[8, 10] Because K rhinoscleromatis is an intracellular bacteria, prolonged courses of rifampicin and fluoroquinolones would theoretically be most effective, owing to their high concentration in macrophages.[14] On the basis of the physical and radiological examination, we adopted a conservative (non-surgical) approach prior to biopsy results; when the diagnosis of rhinoscleroma in granulomatous stage was made, surgical therapy was not considered, as there was no nasal or pharyngeal

obstruction.[6] In our patient, considering the extension of the lesion with invasion into the ethmoid sinuses and its potential extension to the central nervous system,[10, 15] he was given an aggressive antibiotic treatment with levofloxacin and co-trimoxazole Target Selective Inhibitor Library price for 12 months, plus rifampicin in the first 3 months. Moreover, in this case superinfection by S aureus was associated with rhinoscleroma; the antibiotics combination RG7204 solubility dmso he was given is extensively

used for staphylococcal infection.[16] In our case, the detailed MRI follow-up performed after 8 and 11 months had shown improvement based on both a decrease in the granuloma diameter and a reduction of enhancement. We suggest that the antibiotic treatment of rhinoscleroma in the granulomatous stage associated with a bony destruction should be continued for at least 6 months; in an economically developed country it should be maintained until repeated MRI scanning shows improvement. This report presents a case of nasal rhinoscleroma in granulomatous stage in an urban non-endemic

setting.

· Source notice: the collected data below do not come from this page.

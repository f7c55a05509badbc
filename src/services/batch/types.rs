//! Batch operation types and events.

use std::collections::HashMap;
use std::time::Duration;

use serde::Serialize;

use crate::config::Settings;
use crate::models::{ContentItem, DownloadSummary};
use crate::services::sync::SourceDetail;

/// Events emitted during batch operations.
///
/// `Complete` and `Error` are the only terminal events; consumers stop
/// listening on either. `Keepalive` is injected by the event stream when
/// nothing has happened within the heartbeat interval.
#[derive(Debug, Clone, Serialize)]
#[serde(tag = "type", rename_all = "snake_case")]
pub enum BatchEvent {
    /// Routine per-item state message.
    Status { message: String },
    /// Numeric progress through the batch.
    Progress {
        current: usize,
        total: usize,
        percent: f64,
        message: String,
    },
    /// Informational message (source headers, sync counts).
    Info { message: String },
    /// Per-item failure; never terminal.
    Warning { message: String },
    /// A source or pass finished well.
    Success { message: String },
    /// Terminal: the whole session is meaningless.
    Error { message: String },
    /// Terminal: batch finished (individual items may still have failed).
    Complete {
        message: String,
        folder: String,
        stats: DownloadSummary,
    },
    /// Idle heartbeat for long-lived listeners.
    Keepalive,
}

impl BatchEvent {
    pub fn is_terminal(&self) -> bool {
        matches!(self, Self::Complete { .. } | Self::Error { .. })
    }

    pub fn status(message: impl Into<String>) -> Self {
        Self::Status {
            message: message.into(),
        }
    }

    pub fn info(message: impl Into<String>) -> Self {
        Self::Info {
            message: message.into(),
        }
    }

    pub fn warning(message: impl Into<String>) -> Self {
        Self::Warning {
            message: message.into(),
        }
    }
}

/// Policy values for batch execution.
#[derive(Debug, Clone)]
pub struct BatchConfig {
    /// Pause between items.
    pub download_delay: Duration,
    /// Extra pause after video downloads.
    pub video_delay: Duration,
    /// A source with zero successes for longer than this is abandoned for
    /// the pass and queued for one retry.
    pub stall_window: Duration,
    /// Consecutive failures (with zero successes) beyond this count trip
    /// the circuit breaker for the source.
    pub error_burst_threshold: usize,
    /// Idle interval before the event stream emits a keepalive.
    pub keepalive_interval: Duration,
}

impl Default for BatchConfig {
    fn default() -> Self {
        Self {
            download_delay: Duration::from_secs(1),
            video_delay: Duration::from_secs(3),
            stall_window: Duration::from_secs(60),
            error_burst_threshold: 3,
            keepalive_interval: Duration::from_secs(30),
        }
    }
}

impl BatchConfig {
    /// Batch policy with the rate-limit delays taken from settings.
    pub fn from_settings(settings: &Settings) -> Self {
        Self {
            download_delay: Duration::from_secs(settings.download_delay_secs),
            video_delay: Duration::from_secs(settings.video_delay_secs),
            ..Self::default()
        }
    }
}

/// Counters accumulated over one batch pass.
#[derive(Debug, Clone, Copy, Default)]
pub struct BatchStats {
    pub completed: usize,
    pub skipped: usize,
    pub failed: usize,
}

/// Why a source was abandoned during a multi-source pass.
#[derive(Debug, Clone, Copy, PartialEq, Eq)]
pub enum AbandonReason {
    /// No successful download within the stall window.
    Stalled,
    /// Too many consecutive failures with zero successes.
    ErrorBurst,
}

impl AbandonReason {
    pub fn as_str(&self) -> &'static str {
        match self {
            Self::Stalled => "stalled",
            Self::ErrorBurst => "error burst",
        }
    }
}

/// Outcome of downloading one source's new items within a pass.
#[derive(Debug, Clone, Default)]
pub struct SourcePassOutcome {
    pub downloaded: usize,
    pub skipped: usize,
    pub errors: usize,
    pub abandoned: Option<AbandonReason>,
}

/// Final result of a sync-all run, one detail row per source.
#[derive(Debug, Clone, Default)]
pub struct SyncAllResult {
    pub sources_checked: usize,
    pub total_downloaded: usize,
    pub total_skipped: usize,
    pub total_errors: usize,
    pub details: Vec<SourceDetail>,
    /// Sources that were abandoned and still failed after the retry pass.
    pub failed_sources: Vec<String>,
}

/// Session-scoped index of the most recent indexing pass, keyed by item
/// id. Replaced wholesale on every new indexing run; nothing ambient.
#[derive(Debug, Clone, Default)]
pub struct IndexSnapshot {
    items: HashMap<String, ContentItem>,
}

impl IndexSnapshot {
    pub fn from_items(items: Vec<ContentItem>) -> Self {
        Self {
            items: items.into_iter().map(|i| (i.id.clone(), i)).collect(),
        }
    }

    pub fn get(&self, id: &str) -> Option<&ContentItem> {
        self.items.get(id)
    }

    pub fn len(&self) -> usize {
        self.items.len()
    }

    pub fn is_empty(&self) -> bool {
        self.items.is_empty()
    }
}

#[cfg(test)]
mod tests {
    use super::*;

    #[test]
    fn test_terminal_events() {
        assert!(BatchEvent::Error {
            message: "x".into()
        }
        .is_terminal());
        assert!(BatchEvent::Complete {
            message: "x".into(),
            folder: "/tmp".into(),
            stats: DownloadSummary::default(),
        }
        .is_terminal());
        assert!(!BatchEvent::Keepalive.is_terminal());
        assert!(!BatchEvent::warning("x").is_terminal());
    }

    #[test]
    fn test_event_serializes_with_type_tag() {
        let json = serde_json::to_string(&BatchEvent::status("hi")).unwrap();
        assert!(json.contains("\"type\":\"status\""));
        let json = serde_json::to_string(&BatchEvent::Keepalive).unwrap();
        assert!(json.contains("\"type\":\"keepalive\""));
    }

    #[test]
    fn test_config_delays_come_from_settings() {
        let settings = Settings {
            download_delay_secs: 5,
            video_delay_secs: 9,
            ..Default::default()
        };
        let config = BatchConfig::from_settings(&settings);
        assert_eq!(config.download_delay, Duration::from_secs(5));
        assert_eq!(config.video_delay, Duration::from_secs(9));
        assert_eq!(config.error_burst_threshold, 3);
        assert_eq!(config.stall_window, Duration::from_secs(60));
    }

    #[test]
    fn test_snapshot_lookup() {
        use crate::models::AssetType;
        let snapshot = IndexSnapshot::from_items(vec![ContentItem::new(
            "a1",
            "T",
            "u",
            AssetType::Audio,
            "podcast",
        )]);
        assert_eq!(snapshot.len(), 1);
        assert!(snapshot.get("a1").is_some());
        assert!(snapshot.get("zz").is_none());
    }
}
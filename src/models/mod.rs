//! Data models for Crawlavator.

mod content;
mod manifest;

pub use content::{slugify, AssetType, ContentItem};
pub use manifest::{
    AccessLog, AccessRecord, DownloadEntry, DownloadStatus, DownloadSummary, Manifest,
};
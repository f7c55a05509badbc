//! Command implementations.

pub mod auth;
pub mod download;
pub mod index;
pub mod logs;
pub mod sites;
pub mod status;
pub mod sync;
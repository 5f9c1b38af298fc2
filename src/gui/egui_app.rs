use eframe::egui;

use crate::app::DepthChartApp;
use crate::gui::DepthChartWidget;

/// 深度图窗口
pub struct DepthSightGui {
    app: DepthChartApp,
    chart_widget: DepthChartWidget,
    show_stats: bool,
}

impl DepthSightGui {
    pub fn new(mut app: DepthChartApp) -> Self {
        let chart_widget = DepthChartWidget::new(app.config().chart.clone());

        app.set_on_order_clicked(|id, coordinator| {
            log::info!("选中订单 {} (协调者: {})", id, coordinator.unwrap_or("-"));
        });

        Self {
            app,
            chart_widget,
            show_stats: false,
        }
    }

    pub fn app_mut(&mut self) -> &mut DepthChartApp {
        &mut self.app
    }
}

impl eframe::App for DepthSightGui {
    fn update(&mut self, ctx: &egui::Context, _frame: &mut eframe::Frame) {
        // 处理外部排队的输入变化
        self.app.event_loop();

        egui::TopBottomPanel::top("top_panel").show(ctx, |ui| {
            egui::menu::bar(ui, |ui| {
                ui.label(format!("币种: {}", self.app.currency_label()));
                ui.separator();
                let order_count = self.app.model().orders().len();
                ui.label(format!("订单: {}", order_count));
                ui.separator();
                ui.checkbox(&mut self.show_stats, "统计");
            });
        });

        if self.show_stats {
            egui::TopBottomPanel::bottom("stats_panel").show(ctx, |ui| {
                let stats = self.app.stats();
                ui.horizontal(|ui| {
                    ui.label(format!("事件: {}", stats.total_events_processed));
                    ui.separator();
                    ui.label(format!("重算阶段: {}", stats.stages_run));
                    ui.separator();
                    ui.label(format!("忽略: {}", stats.ignored_events));
                });
            });
        }

        egui::CentralPanel::default().show(ctx, |ui| {
            self.chart_widget.show(ui, &mut self.app);
        });
    }
}
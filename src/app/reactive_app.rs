use chrono::{DateTime, Utc};

use super::model::DepthChartModel;
use crate::config::DepthChartConfig;
use crate::depth::{axis_label, AxisMode, ChartData, OrderTooltip, WindowState};
use crate::events::{ChangeDispatcher, DispatcherStats, Event, EventType, RecomputeStage};
use crate::orderbook::{CoordinatorLimits, CurrencyCode, Order};

/// 订单点击回调：(订单id, 协调者)
pub type OrderClickCallback = Box<dyn FnMut(u64, Option<&str>)>;

/// 响应式深度图应用（基于变化通知分发器）
///
/// 所有输入变化都以事件形式进入，分发器按阶段声明的触发信号同步重算
pub struct DepthChartApp {
    dispatcher: ChangeDispatcher,
    model: DepthChartModel,
    config: DepthChartConfig,
    on_order_clicked: Option<OrderClickCallback>,
}

impl DepthChartApp {
    pub fn new(config: DepthChartConfig) -> Self {
        Self::with_mode(config, AxisMode::default())
    }

    pub fn with_mode(config: DepthChartConfig, mode: AxisMode) -> Self {
        let model = DepthChartModel::new(mode, config.window.clone());
        Self {
            dispatcher: ChangeDispatcher::new(),
            model,
            config,
            on_order_clicked: None,
        }
    }

    /// 注册订单点击回调
    pub fn set_on_order_clicked<F>(&mut self, callback: F)
    where
        F: FnMut(u64, Option<&str>) + 'static,
    {
        self.on_order_clicked = Some(Box::new(callback));
    }

    /// 把事件放入队列，等待 event_loop 处理
    pub fn publish(&mut self, event_type: EventType, source: &str) {
        self.dispatcher.publish(Event::new(event_type, source.to_string()));
    }

    /// 处理所有排队的事件，返回处理数量
    pub fn event_loop(&mut self) -> usize {
        self.dispatcher.process_all_events(&mut self.model)
    }

    /// 立即处理一个事件，返回执行过的阶段
    pub fn apply(&mut self, event_type: EventType) -> Vec<RecomputeStage> {
        let event = Event::new(event_type, "app".to_string());
        self.dispatcher.dispatch(&event, &mut self.model)
    }

    pub fn update_orders(&mut self, orders: Vec<Order>) -> Vec<RecomputeStage> {
        self.apply(EventType::OrderBookUpdated(orders))
    }

    pub fn update_limits(
        &mut self,
        limits: CoordinatorLimits,
        updated_at: DateTime<Utc>,
    ) -> Vec<RecomputeStage> {
        self.apply(EventType::LimitsUpdated { limits, updated_at })
    }

    pub fn set_currency(&mut self, currency: CurrencyCode) -> Vec<RecomputeStage> {
        self.apply(EventType::CurrencyChanged(currency))
    }

    pub fn set_axis_mode(&mut self, mode: AxisMode) -> Vec<RecomputeStage> {
        self.apply(EventType::AxisModeChanged(mode))
    }

    pub fn toggle_axis_mode(&mut self) -> Vec<RecomputeStage> {
        let mode = self.model.window().mode().toggled();
        self.set_axis_mode(mode)
    }

    pub fn set_premium_reference(&mut self, reference: Option<f64>) -> Vec<RecomputeStage> {
        self.apply(EventType::PremiumReferenceChanged(reference))
    }

    pub fn expand_range(&mut self) -> Vec<RecomputeStage> {
        self.apply(EventType::ExpandRange)
    }

    pub fn shrink_range(&mut self) -> Vec<RecomputeStage> {
        self.apply(EventType::ShrinkRange)
    }

    /// 收窄按钮是否可用
    pub fn can_shrink_range(&self) -> bool {
        self.model.can_shrink_range()
    }

    /// 中心未定义时界面显示加载状态
    pub fn is_loading(&self) -> bool {
        !self.model.window().is_ready()
    }

    pub fn chart_data(&self) -> Option<&ChartData> {
        self.model.chart_data()
    }

    pub fn window(&self) -> &WindowState {
        self.model.window()
    }

    pub fn model(&self) -> &DepthChartModel {
        &self.model
    }

    pub fn config(&self) -> &DepthChartConfig {
        &self.config
    }

    pub fn stats(&self) -> &DispatcherStats {
        self.dispatcher.stats()
    }

    pub fn pending_events(&self) -> usize {
        self.dispatcher.pending_events()
    }

    /// 横轴标题
    pub fn axis_label(&self, translate: &dyn Fn(&str) -> String) -> String {
        axis_label(self.model.window().mode(), translate)
    }

    /// 当前参考币种的显示代码
    pub fn currency_label(&self) -> String {
        self.model
            .limits()
            .currency_label(self.model.currency())
            .map(str::to_string)
            .unwrap_or_else(|| format!("#{}", self.model.currency()))
    }

    /// x坐标附近订单的悬停提示
    pub fn tooltip_at(&self, x: f64) -> Option<OrderTooltip> {
        let order = self.chart_data()?.nearest_order(x)?;
        Some(OrderTooltip::from_order(
            order,
            &self.currency_label(),
            &self.config.chart.volume_suffix,
        ))
    }

    /// 点击x坐标附近的订单，触发回调并返回订单id
    pub fn click_at(&mut self, x: f64) -> Option<u64> {
        let (id, coordinator) = {
            let order = self.model.chart_data()?.nearest_order(x)?;
            (order.id, order.coordinator.clone())
        };
        log::debug!("点击订单 {} (协调者: {:?})", id, coordinator);
        if let Some(callback) = self.on_order_clicked.as_mut() {
            callback(id, coordinator.as_deref());
        }
        Some(id)
    }
}
/// 深度图组件
///
/// 把买卖两条累计序列画成阶梯面积图，处理横轴切换、缩放和点击选单

use egui_plot::{GridMark, Legend, Line, LineStyle, Plot, PlotBounds, PlotPoint, PlotPoints, VLine};
use std::ops::RangeInclusive;

use crate::app::DepthChartApp;
use crate::config::ChartConfig;
use crate::depth::display_formatter::{format_volume_tick, format_x_tick};
use crate::depth::{AxisMode, ChartData, OrderTooltip, Series};

/// 翻译函数
pub type Translator = Box<dyn Fn(&str) -> String>;

pub struct DepthChartWidget {
    config: ChartConfig,
    translate: Translator,
}

impl DepthChartWidget {
    pub fn new(config: ChartConfig) -> Self {
        Self {
            config,
            translate: Box::new(|key: &str| key.to_string()),
        }
    }

    pub fn with_translator<F>(mut self, translate: F) -> Self
    where
        F: Fn(&str) -> String + 'static,
    {
        self.translate = Box::new(translate);
        self
    }

    fn color(rgba: [u8; 4]) -> egui::Color32 {
        egui::Color32::from_rgba_unmultiplied(rgba[0], rgba[1], rgba[2], rgba[3])
    }

    /// 渲染整个组件
    pub fn show(&mut self, ui: &mut egui::Ui, app: &mut DepthChartApp) {
        self.render_controls(ui, app);
        ui.separator();

        // 中心未定义：显示加载状态而不是空图
        if app.is_loading() {
            ui.horizontal(|ui| {
                ui.spinner();
                ui.label("Loading...");
            });
            return;
        }

        let chart = match app.chart_data() {
            Some(chart) => chart.clone(),
            None => return,
        };

        let clicked_x = self.render_chart(ui, app, chart);
        if let Some(x) = clicked_x {
            app.click_at(x);
        }
    }

    /// 横轴模式切换与缩放按钮
    fn render_controls(&self, ui: &mut egui::Ui, app: &mut DepthChartApp) {
        ui.horizontal(|ui| {
            let mode = app.window().mode();
            for candidate in [AxisMode::Premium, AxisMode::BaseAmount] {
                let label = (self.translate)(candidate.label_key());
                if ui.selectable_label(mode == candidate, label).clicked() {
                    app.set_axis_mode(candidate);
                }
            }

            ui.separator();

            if ui.button("➖").on_hover_text("Zoom out").clicked() {
                app.expand_range();
            }
            let can_shrink = app.can_shrink_range();
            if ui
                .add_enabled(can_shrink, egui::Button::new("➕"))
                .on_hover_text("Zoom in")
                .clicked()
            {
                app.shrink_range();
            }

            ui.label(format!("± {}", format_x_tick(mode, app.window().x_range())));
        });
    }

    /// 渲染图表，返回被点击位置的x坐标
    fn render_chart(&self, ui: &mut egui::Ui, app: &DepthChartApp, chart: ChartData) -> Option<f64> {
        let mode = chart.mode;
        let (min_x, max_x) = chart.bounds();
        let max_y = chart.buy.total_volume().max(chart.sell.total_volume()).max(f64::EPSILON);
        let suffix = self.config.volume_suffix.clone();
        let y_suffix = suffix.clone();
        let currency_label = app.currency_label();
        let hover_chart = chart.clone();

        let plot = Plot::new("depth_chart")
            .height(self.config.height)
            .legend(Legend::default())
            .show_grid(self.config.show_grid)
            .allow_zoom(false)
            .allow_drag(false)
            .allow_scroll(false)
            .x_axis_label(app.axis_label(self.translate.as_ref()))
            .x_axis_formatter(move |mark: GridMark, _digits: usize, _range: &RangeInclusive<f64>| {
                format_x_tick(mode, mark.value)
            })
            .y_axis_formatter(move |mark: GridMark, _digits: usize, _range: &RangeInclusive<f64>| {
                format_volume_tick(mark.value, &y_suffix)
            })
            .label_formatter(move |_name: &str, point: &PlotPoint| {
                hover_chart
                    .nearest_order(point.x)
                    .map(|order| OrderTooltip::from_order(order, &currency_label, &suffix).to_text())
                    .unwrap_or_default()
            });

        let response = plot.show(ui, |plot_ui| {
            plot_ui.set_plot_bounds(PlotBounds::from_min_max([min_x, 0.0], [max_x, max_y * 1.1]));

            self.render_series(plot_ui, &chart.buy, Self::color(self.config.buy_color));
            self.render_series(plot_ui, &chart.sell, Self::color(self.config.sell_color));

            if self.config.show_center_marker {
                plot_ui.vline(
                    VLine::new(chart.center)
                        .color(egui::Color32::GRAY)
                        .style(LineStyle::Dashed { length: 5.0 }),
                );
            }

            plot_ui.pointer_coordinate()
        });

        if response.response.clicked() {
            response.inner.map(|point| point.x)
        } else {
            None
        }
    }

    /// 阶梯面积：点本身已是阶梯形，填充到 y=0
    fn render_series(&self, plot_ui: &mut egui_plot::PlotUi, series: &Series, color: egui::Color32) {
        if series.is_empty() {
            return;
        }
        let points: PlotPoints = series.xy().into_iter().collect();
        let line = Line::new(points)
            .color(color)
            .width(2.0)
            .fill(0.0)
            .name((self.translate)(series.id.as_str()));
        plot_ui.line(line);
    }
}
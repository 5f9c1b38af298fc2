use std::collections::{HashSet, VecDeque};

use super::event_types::{Event, EventType, InputSignal, RecomputeStage};

/// 重算目标：接收输入事件并执行各个重算阶段
pub trait RecomputeTarget {
    /// 应用输入变化，返回对应的信号；输入没有实际变化时返回 None
    fn apply_input(&mut self, event: &EventType) -> Option<InputSignal>;

    /// 执行一个阶段，返回它派生出的新信号
    fn run_stage(&mut self, stage: RecomputeStage) -> Vec<InputSignal>;
}

/// 分发器统计信息
#[derive(Debug, Clone, Default, PartialEq)]
pub struct DispatcherStats {
    pub total_events_published: u64,
    pub total_events_processed: u64,
    /// 没有引起任何变化的事件
    pub ignored_events: u64,
    pub stages_run: u64,
}

/// 变化通知分发器
///
/// 单线程、同步：事件按发布顺序逐个处理，每个事件先更新输入，
/// 再按流水线顺序执行被其信号触发的阶段。
#[derive(Debug, Default)]
pub struct ChangeDispatcher {
    pending: VecDeque<Event>,
    stats: DispatcherStats,
}

impl ChangeDispatcher {
    pub fn new() -> Self {
        Self::default()
    }

    /// 发布事件到队列
    pub fn publish(&mut self, event: Event) {
        log::trace!("发布事件: {} (来源: {})", event.event_type.type_name(), event.source);
        self.pending.push_back(event);
        self.stats.total_events_published += 1;
    }

    /// 批量发布事件
    pub fn publish_batch(&mut self, events: Vec<Event>) {
        for event in events {
            self.publish(event);
        }
    }

    /// 处理下一个事件，队列为空时返回 None，否则返回执行过的阶段
    pub fn process_next_event<T: RecomputeTarget>(
        &mut self,
        target: &mut T,
    ) -> Option<Vec<RecomputeStage>> {
        let event = self.pending.pop_front()?;
        Some(self.dispatch(&event, target))
    }

    /// 处理所有待处理事件，返回处理的事件数量
    pub fn process_all_events<T: RecomputeTarget>(&mut self, target: &mut T) -> usize {
        let mut processed = 0;
        while self.process_next_event(target).is_some() {
            processed += 1;
        }
        processed
    }

    /// 立即处理一个事件（不经过队列）
    pub fn dispatch<T: RecomputeTarget>(
        &mut self,
        event: &Event,
        target: &mut T,
    ) -> Vec<RecomputeStage> {
        self.stats.total_events_processed += 1;

        let mut signals: HashSet<InputSignal> = HashSet::new();
        match target.apply_input(&event.event_type) {
            Some(signal) => {
                signals.insert(signal);
            }
            None => {
                log::trace!("事件 {} 未改变输入，跳过重算", event.event_type.type_name());
                self.stats.ignored_events += 1;
                return Vec::new();
            }
        }

        let mut ran = Vec::new();
        for stage in RecomputeStage::PIPELINE {
            if stage.triggers().iter().any(|t| signals.contains(t)) {
                let derived = target.run_stage(stage);
                signals.extend(derived);
                ran.push(stage);
                self.stats.stages_run += 1;
            }
        }

        log::debug!(
            "事件 {} 触发阶段: {:?}",
            event.event_type.type_name(),
            ran.iter().map(|s| s.name()).collect::<Vec<_>>()
        );
        ran
    }

    pub fn pending_events(&self) -> usize {
        self.pending.len()
    }

    pub fn has_pending_events(&self) -> bool {
        !self.pending.is_empty()
    }

    /// 清空所有待处理事件
    pub fn clear_events(&mut self) {
        self.pending.clear();
    }

    pub fn stats(&self) -> &DispatcherStats {
        &self.stats
    }

    pub fn reset_stats(&mut self) {
        self.stats = DispatcherStats::default();
    }
}

#[cfg(test)]
mod tests {
    use super::*;
    use crate::depth::AxisMode;

    /// 记录阶段执行顺序的测试目标
    #[derive(Default)]
    struct RecordingTarget {
        stages: Vec<RecomputeStage>,
        mode: AxisMode,
    }

    impl RecomputeTarget for RecordingTarget {
        fn apply_input(&mut self, event: &EventType) -> Option<InputSignal> {
            match event {
                EventType::OrderBookUpdated(_) => Some(InputSignal::Orders),
                EventType::AxisModeChanged(mode) => {
                    if *mode == self.mode {
                        None
                    } else {
                        self.mode = *mode;
                        Some(InputSignal::AxisMode)
                    }
                }
                EventType::ExpandRange | EventType::ShrinkRange => Some(InputSignal::Window),
                _ => None,
            }
        }

        fn run_stage(&mut self, stage: RecomputeStage) -> Vec<InputSignal> {
            self.stages.push(stage);
            match stage {
                RecomputeStage::Normalize => vec![InputSignal::NormalizedOrders],
                RecomputeStage::Recenter => vec![InputSignal::Window],
                RecomputeStage::BuildSeries => Vec::new(),
            }
        }
    }

    fn event(event_type: EventType) -> Event {
        Event::new(event_type, "test".to_string())
    }

    #[test]
    fn test_orders_run_full_pipeline() {
        let mut dispatcher = ChangeDispatcher::new();
        let mut target = RecordingTarget::default();

        let ran = dispatcher.dispatch(&event(EventType::OrderBookUpdated(Vec::new())), &mut target);
        assert_eq!(ran, RecomputeStage::PIPELINE.to_vec());
    }

    #[test]
    fn test_zoom_only_rebuilds_series() {
        let mut dispatcher = ChangeDispatcher::new();
        let mut target = RecordingTarget::default();

        let ran = dispatcher.dispatch(&event(EventType::ExpandRange), &mut target);
        assert_eq!(ran, vec![RecomputeStage::BuildSeries]);
    }

    #[test]
    fn test_axis_mode_skips_normalize() {
        let mut dispatcher = ChangeDispatcher::new();
        let mut target = RecordingTarget::default();

        let ran = dispatcher.dispatch(
            &event(EventType::AxisModeChanged(AxisMode::BaseAmount)),
            &mut target,
        );
        assert_eq!(ran, vec![RecomputeStage::Recenter, RecomputeStage::BuildSeries]);

        // 相同模式不再触发
        let ran = dispatcher.dispatch(
            &event(EventType::AxisModeChanged(AxisMode::BaseAmount)),
            &mut target,
        );
        assert!(ran.is_empty());
        assert_eq!(dispatcher.stats().ignored_events, 1);
    }

    #[test]
    fn test_queue_is_processed_in_order() {
        let mut dispatcher = ChangeDispatcher::new();
        let mut target = RecordingTarget::default();

        dispatcher.publish_batch(vec![
            event(EventType::ExpandRange),
            event(EventType::OrderBookUpdated(Vec::new())),
        ]);
        assert_eq!(dispatcher.pending_events(), 2);

        let processed = dispatcher.process_all_events(&mut target);
        assert_eq!(processed, 2);
        assert!(!dispatcher.has_pending_events());
        assert_eq!(
            target.stages,
            vec![
                RecomputeStage::BuildSeries,
                RecomputeStage::Normalize,
                RecomputeStage::Recenter,
                RecomputeStage::BuildSeries,
            ]
        );

        let stats = dispatcher.stats();
        assert_eq!(stats.total_events_published, 2);
        assert_eq!(stats.total_events_processed, 2);
        assert_eq!(stats.stages_run, 4);
    }
}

Rhinoscleroma is extremely rare in Italy. Consequently, clinicians are infrequently confronted with this disease and the diagnosis may be missed. CT and MRI scans are useful in suggesting invasive space-occupying lesions with bony destruction of nasal turbinates. The diagnosis in this case was confirmed by histopathological findings TCL and by isolation of K rhinoscleromatis. Surgery was not considered in this patient as there was no nasal or pharyngeal obstruction; he was treated with intensive antibiotic therapy until detailed clinical and imaging follow-up showed benefits. The authors state they have no conflicts of interest to declare. “
“Rickettsial spotted fever is common in southeastern Brazil. Differential diagnosis of pathogens can be performed with proper laboratory methods. A traveler arriving from Portugal developed a fatal febrile hemorrhagic syndrome diagnosed as spotted fever rickettsiosis. We isolated the agent, which was identified as Rickettsia conorii conorii by sequencing rickettsial genes. Diseases caused by spotted-fever group Rickettsiae are important zoonosis and distributed worldwide. Rickettsiae are maintained in natural cycles involving several tick species, acting as their vectors and sometimes reservoirs, and vertebrate hosts present in a particular biotope.